* WHAT IS REQUIRED: On how many lines of the data below does the word "restarted" appear? Reply with the number only.

**** DATA EXTRACT

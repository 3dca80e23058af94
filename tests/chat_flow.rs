use std::sync::{
    Arc,
    Mutex,
    PoisonError,
    atomic::{AtomicUsize, Ordering},
};

use docchat::{
    App,
    ChatSession,
    Config,
    Embedder,
    Error,
    Generator,
    Metric,
    RagService,
    Result,
    RetrievalService,
    Role,
    config::Overrides,
    rag::NO_RELEVANT_INFORMATION,
};

/// Bag-of-words embedder over a fixed vocabulary.
struct WordCounts {
    vocab: Vec<&'static str>,
    calls: AtomicUsize,
}

impl WordCounts {
    fn new(vocab: &[&'static str]) -> Self {
        Self {
            vocab: vocab.to_vec(),
            calls: AtomicUsize::new(0),
        }
    }

    fn calls(&self) -> usize {
        self.calls.load(Ordering::SeqCst)
    }
}

impl Embedder for WordCounts {
    fn embed(&self, texts: &[String]) -> Result<Vec<Vec<f32>>> {
        self.calls.fetch_add(1, Ordering::SeqCst);
        Ok(texts
            .iter()
            .map(|text| {
                let words: Vec<String> = text
                    .split(|c: char| !c.is_alphanumeric())
                    .filter(|w| !w.is_empty())
                    .map(str::to_lowercase)
                    .collect();
                self.vocab
                    .iter()
                    .map(|v| words.iter().filter(|w| w == v).count() as f32)
                    .collect()
            })
            .collect())
    }

    fn dimension(&self) -> Result<usize> {
        Ok(self.vocab.len())
    }

    fn model_id(&self) -> &str {
        "test/word-counts"
    }
}

/// Generator that echoes its inputs and remembers every call.
#[derive(Default)]
struct Echo {
    calls: Mutex<Vec<(String, String)>>,
}

impl Echo {
    fn calls(&self) -> Vec<(String, String)> {
        self.calls
            .lock()
            .unwrap_or_else(PoisonError::into_inner)
            .clone()
    }
}

impl Generator for Echo {
    fn generate(&self, context: &str, query: &str) -> Result<String> {
        self.calls
            .lock()
            .unwrap_or_else(PoisonError::into_inner)
            .push((context.to_string(), query.to_string()));
        Ok(format!("answer to {query}"))
    }
}

const VOCAB: &[&str] = &["test", "chunk", "another", "yet", "testing"];

fn sample() -> Vec<String> {
    [
        "This is a test chunk.",
        "Another test chunk.",
        "Yet another chunk for testing.",
    ]
    .map(String::from)
    .to_vec()
}

#[test]
fn retrieves_literal_overlap_first() -> Result<()> {
    let embedder = Arc::new(WordCounts::new(VOCAB));
    let retrieval = RetrievalService::new(embedder, Metric::Cosine);
    retrieval.create_index(sample())?;

    let top = retrieval.retrieve("test chunk", 2)?;
    assert_eq!(top, ["This is a test chunk.", "Another test chunk."]);
    Ok(())
}

#[test]
fn rag_turn_passes_ranked_context_to_generator() -> Result<()> {
    let embedder = Arc::new(WordCounts::new(VOCAB));
    let generator = Arc::new(Echo::default());
    let retrieval =
        Arc::new(RetrievalService::new(embedder, Metric::Cosine));
    retrieval.create_index(sample())?;

    let rag = RagService::new(Arc::clone(&retrieval), generator.clone());
    let mut session = ChatSession::new(rag, generator.clone(), 2);

    session.push_user("test chunk");
    let passages = sample();
    let reply =
        session.process_message("test chunk", Some(passages.as_slice()))?;

    assert_eq!(reply.role, Role::Assistant);
    assert!(reply.requires_rag);
    assert_eq!(reply.content, "answer to test chunk");
    assert_eq!(
        generator.calls(),
        [(
            "This is a test chunk.\nAnother test chunk.".to_string(),
            "test chunk".to_string()
        )]
    );
    assert_eq!(session.history().len(), 2);
    Ok(())
}

#[test]
fn empty_index_short_circuits_generation() -> Result<()> {
    let generator = Arc::new(Echo::default());
    let retrieval = Arc::new(RetrievalService::new(
        Arc::new(WordCounts::new(VOCAB)),
        Metric::Cosine,
    ));
    retrieval.create_index(Vec::new())?;

    let rag = RagService::new(retrieval, generator.clone());
    let answer = rag.process_query("test", &sample(), 3)?;

    assert_eq!(answer.answer, NO_RELEVANT_INFORMATION);
    assert!(answer.passages.is_empty());
    assert!(generator.calls().is_empty());
    Ok(())
}

fn app(
    tmp: &tempfile::TempDir,
) -> Result<(App, Arc<WordCounts>, Arc<Echo>)> {
    let config = Config::from_lookup(
        Overrides {
            cache_dir: Some(tmp.path().to_path_buf()),
            chunk_size: Some(21),
            top_k: Some(1),
            ..Overrides::default()
        },
        |_| None,
    )?;
    let embedder = Arc::new(WordCounts::new(VOCAB));
    let generator = Arc::new(Echo::default());
    let app = App::new(config, embedder.clone(), generator.clone());
    Ok((app, embedder, generator))
}

#[test]
fn plain_chat_never_embeds() -> Result<()> {
    let tmp = tempfile::tempdir()?;
    let (mut app, embedder, generator) = app(&tmp)?;

    let reply = app.ask("hello there")?;

    assert!(!reply.requires_rag);
    assert!(reply.contexts.is_none());
    assert_eq!(embedder.calls(), 0);
    assert_eq!(
        generator.calls(),
        [(String::new(), "hello there".to_string())]
    );
    Ok(())
}

#[test]
fn document_from_disk_answers_and_persists() -> Result<()> {
    let tmp = tempfile::tempdir()?;
    let file = tmp.path().join("notes.txt");
    std::fs::write(&file, sample().join(" "))?;

    let (mut app, _, _) = app(&tmp)?;
    let doc = app.load_file(&file)?;
    assert_eq!(
        doc.passages,
        [
            "This is a test chunk.",
            "Another test chunk.",
            "Yet another chunk for",
            "testing.",
        ]
    );

    let reply = app.ask("yet testing")?;
    assert!(reply.requires_rag);
    assert_eq!(
        reply.contexts.as_deref(),
        Some(&["testing.".to_string()][..])
    );
    app.save_snapshot()?;

    let generator = Arc::new(Echo::default());
    let mut restarted = App::new(
        app.config().clone(),
        Arc::new(WordCounts::new(VOCAB)),
        generator.clone(),
    );
    restarted.restore_snapshot()?;
    restarted.ask("another test chunk")?;
    assert_eq!(generator.calls()[0].0, "Another test chunk.");
    Ok(())
}

#[test]
fn errors_leave_history_untouched() {
    let tmp = tempfile::tempdir().unwrap();
    let (app, _, _) = app(&tmp).unwrap();
    let mut session = ChatSession::new(
        app.session().rag().clone(),
        Arc::new(Echo::default()),
        2,
    );

    let err = session
        .process_message("anything", Some(sample().as_slice()))
        .unwrap_err();

    assert!(matches!(err, Error::IndexNotReady));
    assert!(session.history().is_empty());
}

********

* EXERCISE ANSWER: 3